◆ **TASK DESCRIPTION**
From the listing below, pull each line that includes "rows".

************

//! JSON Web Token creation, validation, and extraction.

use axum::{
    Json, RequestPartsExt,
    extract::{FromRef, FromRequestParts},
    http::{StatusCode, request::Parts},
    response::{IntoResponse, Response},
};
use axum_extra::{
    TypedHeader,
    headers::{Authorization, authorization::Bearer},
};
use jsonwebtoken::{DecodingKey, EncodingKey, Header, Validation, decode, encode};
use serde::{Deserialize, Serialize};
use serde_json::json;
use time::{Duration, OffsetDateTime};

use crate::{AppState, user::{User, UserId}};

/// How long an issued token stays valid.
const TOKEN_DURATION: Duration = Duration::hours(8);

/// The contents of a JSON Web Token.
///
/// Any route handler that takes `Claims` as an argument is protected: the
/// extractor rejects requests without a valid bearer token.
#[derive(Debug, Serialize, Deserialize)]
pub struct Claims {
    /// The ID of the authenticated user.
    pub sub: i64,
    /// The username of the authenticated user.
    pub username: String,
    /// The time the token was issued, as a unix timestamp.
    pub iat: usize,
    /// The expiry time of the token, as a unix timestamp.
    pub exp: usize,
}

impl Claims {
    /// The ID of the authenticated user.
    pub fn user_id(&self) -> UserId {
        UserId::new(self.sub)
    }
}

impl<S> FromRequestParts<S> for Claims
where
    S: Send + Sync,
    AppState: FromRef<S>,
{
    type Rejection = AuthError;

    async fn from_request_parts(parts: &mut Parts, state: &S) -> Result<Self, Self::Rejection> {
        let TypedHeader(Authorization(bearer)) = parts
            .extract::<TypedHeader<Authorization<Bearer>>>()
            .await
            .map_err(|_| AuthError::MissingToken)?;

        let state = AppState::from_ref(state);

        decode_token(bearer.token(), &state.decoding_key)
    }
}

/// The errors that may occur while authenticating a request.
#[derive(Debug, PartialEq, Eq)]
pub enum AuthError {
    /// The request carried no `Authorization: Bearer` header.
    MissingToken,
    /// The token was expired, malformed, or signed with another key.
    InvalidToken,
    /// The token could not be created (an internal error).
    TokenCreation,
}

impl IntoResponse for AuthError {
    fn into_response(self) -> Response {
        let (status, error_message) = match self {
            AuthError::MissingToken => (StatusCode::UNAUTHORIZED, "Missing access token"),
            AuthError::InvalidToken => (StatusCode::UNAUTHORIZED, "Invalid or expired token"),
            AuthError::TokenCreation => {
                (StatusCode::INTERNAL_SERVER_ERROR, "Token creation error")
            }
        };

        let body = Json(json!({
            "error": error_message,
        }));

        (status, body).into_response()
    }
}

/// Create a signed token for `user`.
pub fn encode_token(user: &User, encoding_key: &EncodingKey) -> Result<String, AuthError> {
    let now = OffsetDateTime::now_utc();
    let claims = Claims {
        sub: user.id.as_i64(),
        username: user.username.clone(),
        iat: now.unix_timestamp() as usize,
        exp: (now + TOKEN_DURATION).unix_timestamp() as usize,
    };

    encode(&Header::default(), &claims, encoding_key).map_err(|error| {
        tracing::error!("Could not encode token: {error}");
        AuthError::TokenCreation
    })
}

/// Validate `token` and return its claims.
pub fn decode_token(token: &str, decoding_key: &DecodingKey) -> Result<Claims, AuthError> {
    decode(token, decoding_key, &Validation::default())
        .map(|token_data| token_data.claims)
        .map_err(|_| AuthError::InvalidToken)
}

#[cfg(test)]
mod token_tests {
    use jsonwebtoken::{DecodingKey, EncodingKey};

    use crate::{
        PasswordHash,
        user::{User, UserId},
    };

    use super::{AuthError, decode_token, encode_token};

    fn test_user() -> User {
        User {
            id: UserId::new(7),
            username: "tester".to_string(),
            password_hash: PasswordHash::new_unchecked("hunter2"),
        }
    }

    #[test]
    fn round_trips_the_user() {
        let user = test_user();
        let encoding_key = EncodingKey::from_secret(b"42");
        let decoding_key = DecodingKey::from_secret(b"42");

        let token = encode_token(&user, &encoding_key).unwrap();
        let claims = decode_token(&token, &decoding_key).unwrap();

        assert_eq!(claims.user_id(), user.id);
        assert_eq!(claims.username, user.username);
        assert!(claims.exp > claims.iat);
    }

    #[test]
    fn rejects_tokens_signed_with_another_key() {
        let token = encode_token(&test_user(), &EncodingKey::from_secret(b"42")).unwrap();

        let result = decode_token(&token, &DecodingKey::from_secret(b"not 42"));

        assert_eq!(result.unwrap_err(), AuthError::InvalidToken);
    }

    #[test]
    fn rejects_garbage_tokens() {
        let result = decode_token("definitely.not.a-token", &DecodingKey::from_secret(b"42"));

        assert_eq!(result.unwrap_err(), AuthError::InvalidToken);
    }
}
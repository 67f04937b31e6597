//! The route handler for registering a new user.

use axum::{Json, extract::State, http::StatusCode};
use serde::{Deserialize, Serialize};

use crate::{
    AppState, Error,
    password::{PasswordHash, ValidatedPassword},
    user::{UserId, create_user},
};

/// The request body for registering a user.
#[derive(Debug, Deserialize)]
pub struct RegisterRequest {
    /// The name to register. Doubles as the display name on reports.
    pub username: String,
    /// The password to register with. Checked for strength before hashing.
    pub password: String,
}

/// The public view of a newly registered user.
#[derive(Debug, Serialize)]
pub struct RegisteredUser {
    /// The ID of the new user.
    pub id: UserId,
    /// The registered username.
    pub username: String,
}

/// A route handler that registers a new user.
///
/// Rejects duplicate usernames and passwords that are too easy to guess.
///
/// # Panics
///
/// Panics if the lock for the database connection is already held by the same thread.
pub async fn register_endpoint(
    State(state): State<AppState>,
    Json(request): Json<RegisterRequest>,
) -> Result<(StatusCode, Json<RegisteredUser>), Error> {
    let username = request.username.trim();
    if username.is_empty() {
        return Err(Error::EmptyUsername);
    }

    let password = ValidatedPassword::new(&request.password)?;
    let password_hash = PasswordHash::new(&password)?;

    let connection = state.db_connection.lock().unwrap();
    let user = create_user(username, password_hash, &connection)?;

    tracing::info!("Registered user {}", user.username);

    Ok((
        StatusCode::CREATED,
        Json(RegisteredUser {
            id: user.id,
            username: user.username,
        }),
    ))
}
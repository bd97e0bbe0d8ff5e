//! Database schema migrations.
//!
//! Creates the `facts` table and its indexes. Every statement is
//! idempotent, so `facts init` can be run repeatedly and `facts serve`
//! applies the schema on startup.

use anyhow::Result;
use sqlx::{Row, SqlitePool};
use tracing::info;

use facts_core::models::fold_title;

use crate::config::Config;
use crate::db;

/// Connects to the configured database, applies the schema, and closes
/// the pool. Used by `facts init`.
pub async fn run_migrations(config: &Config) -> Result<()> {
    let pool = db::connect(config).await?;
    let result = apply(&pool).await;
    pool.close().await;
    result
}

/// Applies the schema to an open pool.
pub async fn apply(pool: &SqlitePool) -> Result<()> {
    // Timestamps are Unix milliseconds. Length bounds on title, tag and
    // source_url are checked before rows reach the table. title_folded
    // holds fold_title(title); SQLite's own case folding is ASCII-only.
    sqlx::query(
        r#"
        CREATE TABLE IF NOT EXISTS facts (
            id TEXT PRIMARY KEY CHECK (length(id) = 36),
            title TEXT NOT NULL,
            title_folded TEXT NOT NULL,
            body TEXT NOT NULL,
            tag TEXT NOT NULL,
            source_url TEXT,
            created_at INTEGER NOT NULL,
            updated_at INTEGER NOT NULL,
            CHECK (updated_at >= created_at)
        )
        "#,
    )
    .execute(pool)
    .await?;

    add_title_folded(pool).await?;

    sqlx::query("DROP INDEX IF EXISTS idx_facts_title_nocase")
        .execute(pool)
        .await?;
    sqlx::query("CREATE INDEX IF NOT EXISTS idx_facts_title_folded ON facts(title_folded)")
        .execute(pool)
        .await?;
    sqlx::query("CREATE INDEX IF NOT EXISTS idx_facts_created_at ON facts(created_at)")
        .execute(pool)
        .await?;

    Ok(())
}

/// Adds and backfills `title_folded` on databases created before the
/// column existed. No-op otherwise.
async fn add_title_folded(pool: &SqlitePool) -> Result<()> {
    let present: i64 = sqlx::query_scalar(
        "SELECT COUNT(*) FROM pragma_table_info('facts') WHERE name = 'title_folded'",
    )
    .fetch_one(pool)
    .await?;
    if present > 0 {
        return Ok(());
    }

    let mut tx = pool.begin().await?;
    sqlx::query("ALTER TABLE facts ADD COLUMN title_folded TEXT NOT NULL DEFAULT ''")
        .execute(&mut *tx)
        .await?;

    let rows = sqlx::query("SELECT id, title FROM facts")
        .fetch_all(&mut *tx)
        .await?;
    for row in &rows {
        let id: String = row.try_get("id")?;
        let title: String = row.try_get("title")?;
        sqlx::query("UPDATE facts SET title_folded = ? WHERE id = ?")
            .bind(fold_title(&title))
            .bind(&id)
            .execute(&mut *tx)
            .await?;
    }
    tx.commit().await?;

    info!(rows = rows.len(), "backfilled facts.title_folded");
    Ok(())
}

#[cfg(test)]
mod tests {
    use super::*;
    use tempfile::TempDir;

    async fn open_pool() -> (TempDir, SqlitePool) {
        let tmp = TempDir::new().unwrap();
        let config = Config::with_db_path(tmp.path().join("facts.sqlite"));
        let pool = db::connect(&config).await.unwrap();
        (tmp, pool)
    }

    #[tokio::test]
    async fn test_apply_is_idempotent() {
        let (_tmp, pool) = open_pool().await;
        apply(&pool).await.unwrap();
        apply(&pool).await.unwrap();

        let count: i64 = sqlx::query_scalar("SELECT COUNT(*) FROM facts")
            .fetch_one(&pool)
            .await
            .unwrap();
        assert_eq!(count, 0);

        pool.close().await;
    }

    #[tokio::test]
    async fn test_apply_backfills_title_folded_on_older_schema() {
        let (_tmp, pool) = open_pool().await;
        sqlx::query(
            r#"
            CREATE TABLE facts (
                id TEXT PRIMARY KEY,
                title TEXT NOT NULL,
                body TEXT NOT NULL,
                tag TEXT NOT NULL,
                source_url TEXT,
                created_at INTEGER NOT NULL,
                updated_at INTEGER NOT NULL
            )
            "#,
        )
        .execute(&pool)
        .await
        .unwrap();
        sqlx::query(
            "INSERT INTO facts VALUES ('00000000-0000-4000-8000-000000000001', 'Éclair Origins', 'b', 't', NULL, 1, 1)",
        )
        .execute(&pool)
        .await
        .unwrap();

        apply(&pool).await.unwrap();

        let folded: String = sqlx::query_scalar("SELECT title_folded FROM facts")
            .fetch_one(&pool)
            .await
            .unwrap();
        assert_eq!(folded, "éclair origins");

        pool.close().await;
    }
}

************

◆ **YOUR SOLUTION**
    // source_url are checked before rows reach the table. title_folded
    let rows = sqlx::query("SELECT id, title FROM facts")
    for row in &rows {
    info!(rows = rows.len(), "backfilled facts.title_folded");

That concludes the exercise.